▶ [EXCERPTED DATA]
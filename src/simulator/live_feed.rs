//! Simulated live trading session
//!
//! Alerts and fills arrive at random on a slow cadence while the session is
//! connected. The open position is marked to market on every price stream
//! update.

use std::sync::{Mutex, PoisonError};
use std::time::Duration;

use rand::rngs::StdRng;
use rand::{Rng, SeedableRng};
use serde::Serialize;
use tracing::{debug, info};

use super::price_stream::PriceStreamState;
use super::ticker::{TickControl, Ticker};
use crate::config::LiveFeedConfig;
use crate::domain::{Alert, LiveTrade, Position, PositionSide, RingBuffer};
use crate::mock::{generate_alert, generate_live_trade};
use crate::store::{Store, Subscription};

#[derive(Debug, Clone, Copy, PartialEq, Eq, Serialize)]
#[serde(rename_all = "lowercase")]
pub enum SessionStatus {
    Connected,
    Paused,
}

#[derive(Debug, Clone, PartialEq, Serialize)]
#[serde(rename_all = "camelCase")]
pub struct LiveSessionState {
    pub status: SessionStatus,
    /// Newest first
    pub alerts: RingBuffer<Alert>,
    /// Newest first
    pub recent_trades: RingBuffer<LiveTrade>,
    pub position: Position,
}

impl LiveSessionState {
    pub fn new(config: &LiveFeedConfig, position: Position) -> Self {
        Self {
            status: SessionStatus::Connected,
            alerts: RingBuffer::new(config.alert_capacity),
            recent_trades: RingBuffer::new(config.trade_capacity),
            position,
        }
    }
}

/// The session's starting position
pub fn demo_position() -> Position {
    let mut position = Position {
        symbol: "BTCUSDT".to_string(),
        side: PositionSide::Long,
        size: 0.05,
        entry_price: 42300.0,
        current_price: 42300.0,
        unrealized_pnl: 0.0,
        unrealized_pnl_percent: 0.0,
    };
    position.mark_to_market(42520.0);
    position
}

pub struct LiveFeed {
    state: Store<LiveSessionState>,
    prices: Store<PriceStreamState>,
    config: LiveFeedConfig,
    ticker: Ticker,
    price_subscription: Mutex<Option<Subscription>>,
}

impl LiveFeed {
    pub fn new(config: LiveFeedConfig, prices: Store<PriceStreamState>) -> Self {
        let mut position = demo_position();
        position.mark_to_market(prices.read(|p| p.current_price));

        Self {
            state: Store::new(LiveSessionState::new(&config, position)),
            prices,
            config,
            ticker: Ticker::new("live-feed"),
            price_subscription: Mutex::new(None),
        }
    }

    pub fn store(&self) -> &Store<LiveSessionState> {
        &self.state
    }

    pub fn snapshot(&self) -> LiveSessionState {
        self.state.get()
    }

    /// Follow the price stream and start the alert/trade timer
    pub fn connect(&self) {
        self.state.update(|s| s.status = SessionStatus::Connected);

        {
            let mut slot = self
                .price_subscription
                .lock()
                .unwrap_or_else(PoisonError::into_inner);
            if slot.is_none() {
                let state = self.state.clone();
                *slot = Some(self.prices.subscribe(move |p: &PriceStreamState| {
                    let price = p.current_price;
                    state.update(|s| s.position.mark_to_market(price));
                }));
            }
        }

        let state = self.state.clone();
        let prices = self.prices.clone();
        let config = self.config.clone();
        let mut rng = StdRng::from_entropy();
        if self.ticker.start(
            Duration::from_millis(self.config.tick_interval_ms),
            move || {
                apply_tick(&state, &prices, &config, &mut rng);
                TickControl::Continue
            },
        ) {
            info!(interval_ms = self.config.tick_interval_ms, "Live session connected");
        }
    }

    /// Stop the timer; the position keeps tracking prices
    pub fn pause(&self) {
        self.ticker.stop();
        self.state.update(|s| s.status = SessionStatus::Paused);
        info!("Live session paused");
    }

    pub fn is_ticking(&self) -> bool {
        self.ticker.is_running()
    }

    pub fn tick_with<R: Rng + ?Sized>(&self, rng: &mut R) -> bool {
        apply_tick(&self.state, &self.prices, &self.config, rng)
    }

    pub fn mark_alert_read(&self, id: &str) -> bool {
        let mut found = false;
        self.state.update(|s| {
            let mut alerts: Vec<Alert> = s.alerts.to_vec();
            if let Some(alert) = alerts.iter_mut().find(|a| a.id == id) {
                alert.read = true;
                found = true;
                s.alerts = RingBuffer::from_iter_back(s.alerts.capacity(), alerts);
            }
        });
        found
    }

    pub fn unread_alerts(&self) -> usize {
        self.state.read(|s| s.alerts.iter().filter(|a| !a.read).count())
    }
}

/// Returns whether anything was added
fn apply_tick<R: Rng + ?Sized>(
    state: &Store<LiveSessionState>,
    prices: &Store<PriceStreamState>,
    config: &LiveFeedConfig,
    rng: &mut R,
) -> bool {
    if state.read(|s| s.status) != SessionStatus::Connected {
        return false;
    }

    let alert = rng
        .gen_bool(config.alert_probability.clamp(0.0, 1.0))
        .then(|| generate_alert(rng));
    let price = prices.read(|p| p.current_price);
    let trade = rng
        .gen_bool(config.trade_probability.clamp(0.0, 1.0))
        .then(|| generate_live_trade(rng, price));

    if alert.is_none() && trade.is_none() {
        return false;
    }

    debug!(alert = alert.is_some(), trade = trade.is_some(), price, "Live tick");
    state.update(|s| {
        if let Some(alert) = alert {
            s.alerts.push_front(alert);
        }
        if let Some(trade) = trade {
            s.recent_trades.push_front(trade);
        }
    });
    true
}

#[cfg(test)]
mod tests {
    use super::*;

    fn prices() -> Store<PriceStreamState> {
        Store::new(PriceStreamState::new(42520.0, 100, 0))
    }

    fn always() -> LiveFeedConfig {
        LiveFeedConfig {
            alert_probability: 1.0,
            trade_probability: 1.0,
            ..LiveFeedConfig::default()
        }
    }

    #[test]
    fn test_demo_position() {
        let p = demo_position();
        assert!((p.unrealized_pnl - 11.0).abs() < 1e-9);
        assert!((p.unrealized_pnl_percent - 0.52).abs() < 0.01);
    }

    #[test]
    fn test_buffers_are_newest_first_and_bounded() {
        let feed = LiveFeed::new(always(), prices());
        let mut rng = StdRng::seed_from_u64(7);
        for _ in 0..30 {
            assert!(feed.tick_with(&mut rng));
        }
        let newest = feed.snapshot().alerts.front().unwrap().id.clone();
        assert!(feed.tick_with(&mut rng));

        let s = feed.snapshot();
        assert_eq!(s.alerts.len(), 20);
        assert_eq!(s.recent_trades.len(), 24);
        assert_eq!(s.alerts.get(1).unwrap().id, newest);
    }

    #[tokio::test(start_paused = true)]
    async fn test_position_tracks_price_stream() {
        let prices = prices();
        let feed = LiveFeed::new(LiveFeedConfig::default(), prices.clone());
        feed.connect();

        prices.update(|p| p.current_price = 42000.0);
        let position = feed.snapshot().position;
        assert_eq!(position.current_price, 42000.0);
        assert!((position.unrealized_pnl - (-15.0)).abs() < 1e-9);
    }

    #[tokio::test(start_paused = true)]
    async fn test_paused_session_adds_nothing() {
        let feed = LiveFeed::new(always(), prices());
        feed.connect();
        feed.pause();
        assert!(!feed.is_ticking());
        assert!(!feed.tick_with(&mut StdRng::seed_from_u64(8)));

        tokio::time::sleep(Duration::from_secs(60)).await;
        let s = feed.snapshot();
        assert_eq!(s.status, SessionStatus::Paused);
        assert!(s.alerts.is_empty());
    }

    #[test]
    fn test_mark_alert_read() {
        let feed = LiveFeed::new(always(), prices());
        let mut rng = StdRng::seed_from_u64(9);
        feed.tick_with(&mut rng);
        feed.tick_with(&mut rng);
        let id = feed.snapshot().alerts.front().unwrap().id.clone();

        assert!(feed.mark_alert_read(&id));
        assert!(!feed.mark_alert_read("alert-missing"));
        assert_eq!(feed.unread_alerts(), 1);
    }
}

▶ [TASK TO COMPLETE] Copy all the records above precisely.

▶ [EXERCISE ANSWER]
filename src/simulator/live_feed.rs
//! Simulated live trading session
//!
//! Alerts and fills arrive at random on a slow cadence while the session is
//! connected. The open position is marked to market on every price stream
//! update.

use std::sync::{Mutex, PoisonError};
use std::time::Duration;

use rand::rngs::StdRng;
use rand::{Rng, SeedableRng};
use serde::Serialize;
use tracing::{debug, info};

use super::price_stream::PriceStreamState;
use super::ticker::{TickControl, Ticker};
use crate::config::LiveFeedConfig;
use crate::domain::{Alert, LiveTrade, Position, PositionSide, RingBuffer};
use crate::mock::{generate_alert, generate_live_trade};
use crate::store::{Store, Subscription};

#[derive(Debug, Clone, Copy, PartialEq, Eq, Serialize)]
#[serde(rename_all = "lowercase")]
pub enum SessionStatus {
    Connected,
    Paused,
}

#[derive(Debug, Clone, PartialEq, Serialize)]
#[serde(rename_all = "camelCase")]
pub struct LiveSessionState {
    pub status: SessionStatus,
    /// Newest first
    pub alerts: RingBuffer<Alert>,
    /// Newest first
    pub recent_trades: RingBuffer<LiveTrade>,
    pub position: Position,
}

impl LiveSessionState {
    pub fn new(config: &LiveFeedConfig, position: Position) -> Self {
        Self {
            status: SessionStatus::Connected,
            alerts: RingBuffer::new(config.alert_capacity),
            recent_trades: RingBuffer::new(config.trade_capacity),
            position,
        }
    }
}

/// The session's starting position
pub fn demo_position() -> Position {
    let mut position = Position {
        symbol: "BTCUSDT".to_string(),
        side: PositionSide::Long,
        size: 0.05,
        entry_price: 42300.0,
        current_price: 42300.0,
        unrealized_pnl: 0.0,
        unrealized_pnl_percent: 0.0,
    };
    position.mark_to_market(42520.0);
    position
}

pub struct LiveFeed {
    state: Store<LiveSessionState>,
    prices: Store<PriceStreamState>,
    config: LiveFeedConfig,
    ticker: Ticker,
    price_subscription: Mutex<Option<Subscription>>,
}

impl LiveFeed {
    pub fn new(config: LiveFeedConfig, prices: Store<PriceStreamState>) -> Self {
        let mut position = demo_position();
        position.mark_to_market(prices.read(|p| p.current_price));

        Self {
            state: Store::new(LiveSessionState::new(&config, position)),
            prices,
            config,
            ticker: Ticker::new("live-feed"),
            price_subscription: Mutex::new(None),
        }
    }

    pub fn store(&self) -> &Store<LiveSessionState> {
        &self.state
    }

    pub fn snapshot(&self) -> LiveSessionState {
        self.state.get()
    }

    /// Follow the price stream and start the alert/trade timer
    pub fn connect(&self) {
        self.state.update(|s| s.status = SessionStatus::Connected);

        {
            let mut slot = self
                .price_subscription
                .lock()
                .unwrap_or_else(PoisonError::into_inner);
            if slot.is_none() {
                let state = self.state.clone();
                *slot = Some(self.prices.subscribe(move |p: &PriceStreamState| {
                    let price = p.current_price;
                    state.update(|s| s.position.mark_to_market(price));
                }));
            }
        }

        let state = self.state.clone();
        let prices = self.prices.clone();
        let config = self.config.clone();
        let mut rng = StdRng::from_entropy();
        if self.ticker.start(
            Duration::from_millis(self.config.tick_interval_ms),
            move || {
                apply_tick(&state, &prices, &config, &mut rng);
                TickControl::Continue
            },
        ) {
            info!(interval_ms = self.config.tick_interval_ms, "Live session connected");
        }
    }

    /// Stop the timer; the position keeps tracking prices
    pub fn pause(&self) {
        self.ticker.stop();
        self.state.update(|s| s.status = SessionStatus::Paused);
        info!("Live session paused");
    }

    pub fn is_ticking(&self) -> bool {
        self.ticker.is_running()
    }

    pub fn tick_with<R: Rng + ?Sized>(&self, rng: &mut R) -> bool {
        apply_tick(&self.state, &self.prices, &self.config, rng)
    }

    pub fn mark_alert_read(&self, id: &str) -> bool {
        let mut found = false;
        self.state.update(|s| {
            let mut alerts: Vec<Alert> = s.alerts.to_vec();
            if let Some(alert) = alerts.iter_mut().find(|a| a.id == id) {
                alert.read = true;
                found = true;
                s.alerts = RingBuffer::from_iter_back(s.alerts.capacity(), alerts);
            }
        });
        found
    }

    pub fn unread_alerts(&self) -> usize {
        self.state.read(|s| s.alerts.iter().filter(|a| !a.read).count())
    }
}

/// Returns whether anything was added
fn apply_tick<R: Rng + ?Sized>(
    state: &Store<LiveSessionState>,
    prices: &Store<PriceStreamState>,
    config: &LiveFeedConfig,
    rng: &mut R,
) -> bool {
    if state.read(|s| s.status) != SessionStatus::Connected {
        return false;
    }

    let alert = rng
        .gen_bool(config.alert_probability.clamp(0.0, 1.0))
        .then(|| generate_alert(rng));
    let price = prices.read(|p| p.current_price);
    let trade = rng
        .gen_bool(config.trade_probability.clamp(0.0, 1.0))
        .then(|| generate_live_trade(rng, price));

    if alert.is_none() && trade.is_none() {
        return false;
    }

    debug!(alert = alert.is_some(), trade = trade.is_some(), price, "Live tick");
    state.update(|s| {
        if let Some(alert) = alert {
            s.alerts.push_front(alert);
        }
        if let Some(trade) = trade {
            s.recent_trades.push_front(trade);
        }
    });
    true
}

#[cfg(test)]
mod tests {
    use super::*;

    fn prices() -> Store<PriceStreamState> {
        Store::new(PriceStreamState::new(42520.0, 100, 0))
    }

    fn always() -> LiveFeedConfig {
        LiveFeedConfig {
            alert_probability: 1.0,
            trade_probability: 1.0,
            ..LiveFeedConfig::default()
        }
    }

    #[test]
    fn test_demo_position() {
        let p = demo_position();
        assert!((p.unrealized_pnl - 11.0).abs() < 1e-9);
        assert!((p.unrealized_pnl_percent - 0.52).abs() < 0.01);
    }

    #[test]
    fn test_buffers_are_newest_first_and_bounded() {
        let feed = LiveFeed::new(always(), prices());
        let mut rng = StdRng::seed_from_u64(7);
        for _ in 0..30 {
            assert!(feed.tick_with(&mut rng));
        }
        let newest = feed.snapshot().alerts.front().unwrap().id.clone();
        assert!(feed.tick_with(&mut rng));

        let s = feed.snapshot();
        assert_eq!(s.alerts.len(), 20);
        assert_eq!(s.recent_trades.len(), 24);
        assert_eq!(s.alerts.get(1).unwrap().id, newest);
    }

    #[tokio::test(start_paused = true)]
    async fn test_position_tracks_price_stream() {
        let prices = prices();
        let feed = LiveFeed::new(LiveFeedConfig::default(), prices.clone());
        feed.connect();

        prices.update(|p| p.current_price = 42000.0);
        let position = feed.snapshot().position;
        assert_eq!(position.current_price, 42000.0);
        assert!((position.unrealized_pnl - (-15.0)).abs() < 1e-9);
    }

    #[tokio::test(start_paused = true)]
    async fn test_paused_session_adds_nothing() {
        let feed = LiveFeed::new(always(), prices());
        feed.connect();
        feed.pause();
        assert!(!feed.is_ticking());
        assert!(!feed.tick_with(&mut StdRng::seed_from_u64(8)));

        tokio::time::sleep(Duration::from_secs(60)).await;
        let s = feed.snapshot();
        assert_eq!(s.status, SessionStatus::Paused);
        assert!(s.alerts.is_empty());
    }

    #[test]
    fn test_mark_alert_read() {
        let feed = LiveFeed::new(always(), prices());
        let mut rng = StdRng::seed_from_u64(9);
        feed.tick_with(&mut rng);
        feed.tick_with(&mut rng);
        let id = feed.snapshot().alerts.front().unwrap().id.clone();

        assert!(feed.mark_alert_read(&id));
        assert!(!feed.mark_alert_read("alert-missing"));
        assert_eq!(feed.unread_alerts(), 1);
    }
}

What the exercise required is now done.